They place 2 images referencing your site with the photo contest in their profile, place for avatar or in their post. Then they start posting.
The first images gets a session and cookie set to every browser looking at any page, where their profile/post appears 'somehow' (and does it in a quiet way - i use firefox to debug 'things', it didn't even ask me about setting a 'foreign' cookie, but it actually did). The second, third, fourth, etc. image submits the vote O-).
The math is somethig like this:
Entries with references * Number of references inside the entry * Page hits (slaves) = votes
You look into the DB and see, that within the last few hours 2 or 3 photos have gained quite a number of votes from lots of different ips.
The conclusion you make after this, is 'having something like vote.php' out there in the open and so clearly defined is a bad idea (use front controller frameworks, read more, think more - then you might get good ideas).
So, that's how i got stuck with a number of questions.
- Hide vote.php? Have it move around all over the project? (thus, breaking all links like vote.php?id=xx)
- Obfuscate it? (add some sort of additional params so as to have links, that are unique in each voting case? it seems this would also break such linking attempts)

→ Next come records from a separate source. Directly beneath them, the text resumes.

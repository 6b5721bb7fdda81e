//! Frame-synchronized automation engine.
//!
//! `vigil` schedules visual-automation tasks against a live frame feed: a
//! single executor thread acquires frames, classifies the active scene, and
//! dispatches enabled tasks in a fixed priority order, one at a time. Tasks
//! suspend only through cancellation-aware wait primitives, so shutdown,
//! pause, and disablement all take effect within milliseconds.
//!
//! The engine owns no capture backend and no UI: frames come in through the
//! [`FrameSource`] trait and observations go out through the [`EventSink`]
//! trait.
//!
//! ```no_run
//! use std::sync::Arc;
//! use vigil::{EngineConfig, NullSink, TaskExecutor};
//!
//! # fn source() -> Box<dyn vigil::FrameSource> { unimplemented!() }
//! # fn main() -> vigil::Result<()> {
//! let mut executor = TaskExecutor::new(source(), EngineConfig::default(), Arc::new(NullSink));
//! // executor.register_scene(...); executor.register_task(...);
//! let handle = executor.spawn()?;
//! handle.resume();
//! # Ok(())
//! # }
//! ```

#![warn(missing_docs)]
#![warn(clippy::unwrap_used, clippy::expect_used)]

pub mod config;
pub mod error;
pub mod events;
pub mod executor;
pub mod frame;
pub mod handler;
pub mod scene;
pub mod stats;
pub mod task;

pub use config::{EngineConfig, SettingsStore, SettingsValidator, TaskSettings};
pub use error::{EngineError, Result};
pub use events::{ChannelSink, EngineEvent, EventSink, NullSink};
pub use executor::{ExecContext, ExecutorHandle, ExecutorStatus, TaskExecutor};
pub use frame::{Frame, FrameSource, FrameSourceFactory, select_frame_source};
pub use handler::Handler;
pub use scene::{Scene, SceneDetector};
pub use stats::FrameStats;
pub use task::{Task, TaskHandle, TaskStatus};
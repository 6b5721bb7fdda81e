//! Error types for the automation engine.

/// Top-level error type for the engine.
#[derive(Debug, thiserror::Error)]
pub enum EngineError {
    /// Frame capture or capture-backend error.
    #[error("capture error: {0}")]
    Capture(String),

    /// Configuration or settings-store error.
    #[error("config error: {0}")]
    Config(String),

    /// Task execution error raised from a per-frame hook.
    #[error("task error: {0}")]
    Task(String),

    /// Cooperative unwind raised when the current task is disabled while
    /// its frame hook is still executing. Not a fault: caught at the
    /// per-task dispatch boundary and logged at info level.
    #[error("task '{task}' disabled during frame processing")]
    TaskDisabled {
        /// Name of the task that was disabled.
        task: String,
    },

    /// Executor thread error (spawn failure, teardown).
    #[error("executor error: {0}")]
    Executor(String),

    /// I/O error.
    #[error("I/O error: {0}")]
    Io(#[from] std::io::Error),
}

impl EngineError {
    /// Returns `true` for the cooperative disablement signal, which is
    /// expected control flow rather than a fault.
    pub fn is_disablement(&self) -> bool {
        matches!(self, Self::TaskDisabled { .. })
    }
}

/// Convenience result type.
pub type Result<T> = std::result::Result<T, EngineError>;
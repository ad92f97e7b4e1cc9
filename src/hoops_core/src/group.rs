//! Group stage: round robin and tie-break ranking.

use rand::Rng;
use std::cmp::Ordering;

use crate::events::{EventSink, StandingRow, Stage, TournamentEvent};
use crate::roster::{Roster, TeamId};
use crate::team::Team;

/// A round-robin group.
#[derive(Clone, Debug)]
pub struct Group {
    label: String,
    members: Vec<TeamId>,
}

impl Group {
    pub fn new(label: impl Into<String>, members: Vec<TeamId>) -> Self {
        Group {
            label: label.into(),
            members,
        }
    }

    pub fn label(&self) -> &str {
        &self.label
    }

    pub fn members(&self) -> &[TeamId] {
        &self.members
    }

    pub fn stage(&self) -> Stage {
        Stage::Group(self.label.clone())
    }

    /// Every unordered pair once: (0,1), (0,2), ..., (n-2,n-1).
    pub fn pairings(&self) -> Vec<(TeamId, TeamId)> {
        let n = self.members.len();
        let mut pairings = Vec::with_capacity(n * n.saturating_sub(1) / 2);
        for i in 0..n {
            for j in (i + 1)..n {
                pairings.push((self.members[i], self.members[j]));
            }
        }
        pairings
    }

    /// Play the round robin. Returns the number of matches played.
    pub fn simulate<R: Rng>(
        &self,
        roster: &mut Roster,
        forfeit_prob: f64,
        rng: &mut R,
        sink: &mut dyn EventSink,
    ) -> usize {
        let stage = self.stage();
        sink.emit(TournamentEvent::GroupStarted {
            group: self.label.clone(),
        });

        let pairings = self.pairings();
        for &(a, b) in &pairings {
            let event = roster.play(a, b, &stage, forfeit_prob, rng);
            sink.emit(TournamentEvent::Match(event));
        }

        tracing::info!(group = %self.label, matches = pairings.len(), "group stage complete");
        pairings.len()
    }

    /// Members ordered by the standing tie-break rules.
    pub fn ranked_teams(&self, roster: &Roster) -> Vec<TeamId> {
        rank_teams(roster, &self.members)
    }

    pub fn standings(&self, roster: &Roster) -> Vec<StandingRow> {
        standing_rows(roster, &self.ranked_teams(roster))
    }
}

/// Standing order: points, then point differential, then points scored, all
/// descending.
pub fn compare_standing(a: &Team, b: &Team) -> Ordering {
    b.points
        .cmp(&a.points)
        .then_with(|| b.differential().cmp(&a.differential()))
        .then_with(|| b.score_for.cmp(&a.score_for))
}

/// Rank `ids` by [`compare_standing`]. Teams level on all three keys keep
/// their order in `ids`.
pub fn rank_teams(roster: &Roster, ids: &[TeamId]) -> Vec<TeamId> {
    let mut indexed: Vec<(usize, TeamId)> = ids.iter().copied().enumerate().collect();
    indexed.sort_by(|&(ia, a), &(ib, b)| {
        compare_standing(roster.get(a), roster.get(b)).then(ia.cmp(&ib))
    });
    indexed.into_iter().map(|(_, id)| id).collect()
}

/// Standing rows for already ranked teams, rank starting at 1.
pub fn standing_rows(roster: &Roster, ranked: &[TeamId]) -> Vec<StandingRow> {
    ranked
        .iter()
        .enumerate()
        .map(|(i, &id)| StandingRow::from_team(i + 1, roster.get(id)))
        .collect()
}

- Try moving it all into flash? The photo browsing is done via a flash app that makes requests to an AMFPHP gateway. Perhaps, voting could also be welded into it.
- Or was the idea of not restricting voting to ips very wrong from the very beginning and there is no way to create valid anonymous voting?

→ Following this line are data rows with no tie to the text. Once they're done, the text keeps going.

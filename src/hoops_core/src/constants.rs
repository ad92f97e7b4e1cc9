/// Probability that a side forfeits a match before tip-off
pub const FORFEIT_PROB: f64 = 0.1;

/// Expected score of a side when both teams are evenly matched
pub const BASE_SCORE: f64 = 70.0;

/// Combined expected score of both sides (the opponent gets what is left of it)
pub const COMBINED_BASE_SCORE: f64 = 2.0 * BASE_SCORE;

/// No simulated score goes below this
pub const SCORE_FLOOR: f64 = 60.0;

/// Width of the uniform noise added to each side's base score
pub const SCORE_SPREAD: f64 = 20.0;

/// Ranking places per unit of matchup factor
pub const RANKING_SCALE: f64 = 10.0;

/// Points of base score per unit of matchup factor
pub const FACTOR_WEIGHT: f64 = 5.0;

/// Worst ranking a team may carry
pub const MAX_RANKING: u32 = 1000;

/// Standing points for a win (a loss, forfeited or played, is worth nothing)
pub const WIN_POINTS: u32 = 2;

/// Number of groups in the preliminary round
pub const GROUP_COUNT: usize = 3;

/// Teams per group
pub const GROUP_SIZE: usize = 4;

/// Teams per group that qualify directly
pub const DIRECT_QUALIFIERS: usize = 2;

/// Best third-placed teams that also qualify
pub const THIRD_PLACE_QUALIFIERS: usize = 2;

/// Entrants in the knockout bracket
pub const BRACKET_SIZE: usize = GROUP_COUNT * DIRECT_QUALIFIERS + THIRD_PLACE_QUALIFIERS;

/// Group labels, in the order groups are played
pub fn group_label(index: usize) -> String {
    char::from(b'A' + (index % 26) as u8).to_string()
}
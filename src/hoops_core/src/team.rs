use rand::Rng;
use serde::Serialize;
use std::fmt;

use crate::constants::WIN_POINTS;
use crate::events::{MatchEvent, MatchResult, Stage};
use crate::exhibition::ExhibitionResult;
use crate::scoring::{simulate_match, MatchOutcome, Side};

/// National team with its tournament standing.
///
/// Identity and exhibition history are fixed once loaded; the standing fields
/// only ever grow as matches are played.
#[derive(Clone, Debug, Serialize)]
pub struct Team {
    pub name: String,

    /// ISO country code, used to join exhibition data
    pub iso_code: String,

    /// FIBA world ranking (lower is stronger)
    pub fiba_ranking: u32,

    /// Standing points: 2 per win
    pub points: u32,
    pub wins: u32,
    pub losses: u32,

    /// Points scored in played (non-forfeited) matches
    pub score_for: u32,

    /// Points conceded in played (non-forfeited) matches
    pub score_against: u32,

    #[serde(skip)]
    exhibition_results: Vec<ExhibitionResult>,
}

impl Team {
    pub fn new(name: impl Into<String>, iso_code: impl Into<String>, fiba_ranking: u32) -> Self {
        Team {
            name: name.into(),
            iso_code: iso_code.into(),
            fiba_ranking,
            points: 0,
            wins: 0,
            losses: 0,
            score_for: 0,
            score_against: 0,
            exhibition_results: Vec::new(),
        }
    }

    /// Attach the team's exhibition history
    pub fn with_exhibition_results(mut self, results: Vec<ExhibitionResult>) -> Self {
        self.exhibition_results = results;
        self
    }

    pub fn exhibition_results(&self) -> &[ExhibitionResult] {
        &self.exhibition_results
    }

    /// Share of exhibition matches won, 0.0 without any history.
    pub fn form_factor(&self) -> f64 {
        if self.exhibition_results.is_empty() {
            return 0.0;
        }
        let wins = self.exhibition_results.iter().filter(|r| r.is_win()).count();
        wins as f64 / self.exhibition_results.len() as f64
    }

    /// Scored minus conceded
    pub fn differential(&self) -> i64 {
        self.score_for as i64 - self.score_against as i64
    }

    pub fn matches_played(&self) -> u32 {
        self.wins + self.losses
    }

    /// Play a match against `opponent` and apply the result to both standings.
    ///
    /// The winner gets 2 points and a win, the loser a loss. Scores only
    /// accumulate for matches that were actually played.
    pub fn play_match<R: Rng>(
        &mut self,
        opponent: &mut Team,
        stage: &Stage,
        forfeit_prob: f64,
        rng: &mut R,
    ) -> MatchEvent {
        let outcome = simulate_match(self, opponent, forfeit_prob, rng);

        if let Some((score_a, score_b)) = outcome.scores() {
            self.record_score(score_a, score_b);
            opponent.record_score(score_b, score_a);
        }

        let result = match outcome.winner() {
            Side::A => {
                self.record_win();
                opponent.record_loss();
                MatchResult::Winner
            }
            Side::B => {
                opponent.record_win();
                self.record_loss();
                MatchResult::Loser
            }
        };

        let winner = match result {
            MatchResult::Winner => &self.name,
            MatchResult::Loser => &opponent.name,
        };

        let event = MatchEvent {
            stage: stage.clone(),
            team_a: self.name.clone(),
            team_b: opponent.name.clone(),
            result,
            winner: winner.clone(),
            score_a: outcome.scores().map(|(a, _)| a),
            score_b: outcome.scores().map(|(_, b)| b),
            forfeited_by: match outcome {
                MatchOutcome::Forfeit { forfeited: Side::A } => Some(self.name.clone()),
                MatchOutcome::Forfeit { forfeited: Side::B } => Some(opponent.name.clone()),
                MatchOutcome::Decided { .. } => None,
            },
        };

        match &event.forfeited_by {
            Some(quitter) => tracing::debug!(%stage, team = %quitter, "forfeit"),
            None => tracing::debug!(
                %stage,
                team_a = %event.team_a,
                team_b = %event.team_b,
                score_a = ?event.score_a,
                score_b = ?event.score_b,
                "match decided"
            ),
        }

        event
    }

    fn record_win(&mut self) {
        self.points += WIN_POINTS;
        self.wins += 1;
    }

    fn record_loss(&mut self) {
        self.losses += 1;
    }

    fn record_score(&mut self, scored: u32, conceded: u32) {
        self.score_for = self.score_for.saturating_add(scored);
        self.score_against = self.score_against.saturating_add(conceded);
    }
}

impl fmt::Display for Team {
    fn fmt(&self, f: &mut fmt::Formatter<'_>) -> fmt::Result {
        write!(f, "{} ({}, #{})", self.name, self.iso_code, self.fiba_ranking)
    }
}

- Is web developing really something that i should be involved with? O-)
All opinions on any issues are appreciated.
I think I like the obfuscate idea from your options. Set a random string in the session, and also put that string in the official voting form/link. If they don't match when the vote is submitted (or if that session has already voted), it doesn't count.

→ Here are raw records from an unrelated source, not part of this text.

//! Structured match and standings events.
//!
//! The simulation never prints. Everything a presentation layer needs is
//! emitted, in order, into an [`EventSink`].

use serde::Serialize;
use std::fmt;

use crate::medals::MedalResult;
use crate::team::Team;

/// Round a match belongs to.
#[derive(Clone, Debug, PartialEq, Eq, Serialize)]
pub enum Stage {
    Group(String),
    Quarterfinal,
    Semifinal,
    Final,
    ThirdPlace,
}

impl fmt::Display for Stage {
    fn fmt(&self, f: &mut fmt::Formatter<'_>) -> fmt::Result {
        match self {
            Stage::Group(label) => write!(f, "Group {}", label),
            Stage::Quarterfinal => write!(f, "Quarterfinal"),
            Stage::Semifinal => write!(f, "Semifinal"),
            Stage::Final => write!(f, "Final"),
            Stage::ThirdPlace => write!(f, "Third place"),
        }
    }
}

/// Outcome of a match from the perspective of the team that called `play_match`.
#[derive(Clone, Copy, Debug, PartialEq, Eq, Serialize)]
pub enum MatchResult {
    Winner,
    Loser,
}

/// One played match.
#[derive(Clone, Debug, PartialEq, Eq, Serialize)]
pub struct MatchEvent {
    pub stage: Stage,
    pub team_a: String,
    pub team_b: String,
    /// Result for `team_a`
    pub result: MatchResult,
    pub winner: String,
    pub score_a: Option<u32>,
    pub score_b: Option<u32>,
    pub forfeited_by: Option<String>,
}

impl MatchEvent {
    pub fn is_forfeit(&self) -> bool {
        self.forfeited_by.is_some()
    }

    pub fn loser(&self) -> &str {
        match self.result {
            MatchResult::Winner => &self.team_b,
            MatchResult::Loser => &self.team_a,
        }
    }
}

impl fmt::Display for MatchEvent {
    fn fmt(&self, f: &mut fmt::Formatter<'_>) -> fmt::Result {
        match (&self.forfeited_by, self.score_a, self.score_b) {
            (Some(quitter), _, _) => {
                write!(f, "{} gives up against {}.", quitter, self.winner)
            }
            (None, Some(a), Some(b)) => match self.result {
                MatchResult::Winner => {
                    write!(f, "{} wins against {} ({}:{})", self.team_a, self.team_b, a, b)
                }
                MatchResult::Loser => {
                    write!(f, "{} wins against {} ({}:{})", self.team_b, self.team_a, b, a)
                }
            },
            _ => write!(f, "{} beats {}", self.winner, self.loser()),
        }
    }
}

/// Row of a standings table.
#[derive(Clone, Debug, PartialEq, Eq, Serialize)]
pub struct StandingRow {
    pub rank: usize,
    pub name: String,
    pub iso_code: String,
    pub wins: u32,
    pub losses: u32,
    pub points: u32,
    pub score_for: u32,
    pub score_against: u32,
    pub differential: i64,
}

impl StandingRow {
    pub fn from_team(rank: usize, team: &Team) -> Self {
        StandingRow {
            rank,
            name: team.name.clone(),
            iso_code: team.iso_code.clone(),
            wins: team.wins,
            losses: team.losses,
            points: team.points,
            score_for: team.score_for,
            score_against: team.score_against,
            differential: team.differential(),
        }
    }
}

impl fmt::Display for StandingRow {
    fn fmt(&self, f: &mut fmt::Formatter<'_>) -> fmt::Result {
        write!(
            f,
            "{}. {} {}/{} {} {} {} {}",
            self.rank,
            self.name,
            self.wins,
            self.losses,
            self.points,
            self.score_for,
            self.score_against,
            self.differential
        )
    }
}

/// Everything that happens during a run, in chronological order.
#[derive(Clone, Debug, PartialEq, Eq, Serialize)]
pub enum TournamentEvent {
    GroupStarted { group: String },
    Match(MatchEvent),
    GroupStandings { group: String, standings: Vec<StandingRow> },
    Advancing { teams: Vec<String> },
    Seeded { quarterfinals: Vec<(String, String)> },
    StageStarted { stage: Stage },
    Medals(MedalResult),
}

/// Receiver for simulation events.
pub trait EventSink {
    fn emit(&mut self, event: TournamentEvent);
}

impl EventSink for Vec<TournamentEvent> {
    fn emit(&mut self, event: TournamentEvent) {
        self.push(event);
    }
}

/// Sink that drops every event (used for batch simulations).
#[derive(Clone, Copy, Debug, Default)]
pub struct NullSink;

impl EventSink for NullSink {
    fn emit(&mut self, _event: TournamentEvent) {}
}

/// Match events of a log, in order.
pub fn match_events(events: &[TournamentEvent]) -> impl Iterator<Item = &MatchEvent> {
    events.iter().filter_map(|event| match event {
        TournamentEvent::Match(m) => Some(m),
        _ => None,
    })
}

They can still delete the cookie and vote again, but it will work around the direct links to voting. I doubt it's possible to stop cheaters completely, especially in an anonymous system, just slow them down.
So, my check order looks something like this:
- dumb check (id is a number; id is used for a query, so it should be at least escaped. Or checked to be a number)
- $_SESSION['started'] && $_SESSION['hits']>=1; 'should' keep people from hitting the page directly ('brutalists')
- $_GET['x'] == md5($_SERVER['REMOTE_ADDR']); 'x' is provided at the 'viewer' screen, so should have been initialized there (of course, you can try guessing, and it will barely take any time to break it); can't guess it? -> get it at the proper page ('viewer')
- !$_SESSION['voted'] && !$_COOKIE['voted']; locks voting for a session after having voted and restrains voting of returning users (but who don't know a thing about cookies and have them turned on)
Because this photo contest is not really popular, you can't actually expect that 2 different machines will get this same very ip within the day (and vote for the same photo). And that's the other part - when i was developing, actually, the same ip can vote for multiple photos but only 1 per day for each.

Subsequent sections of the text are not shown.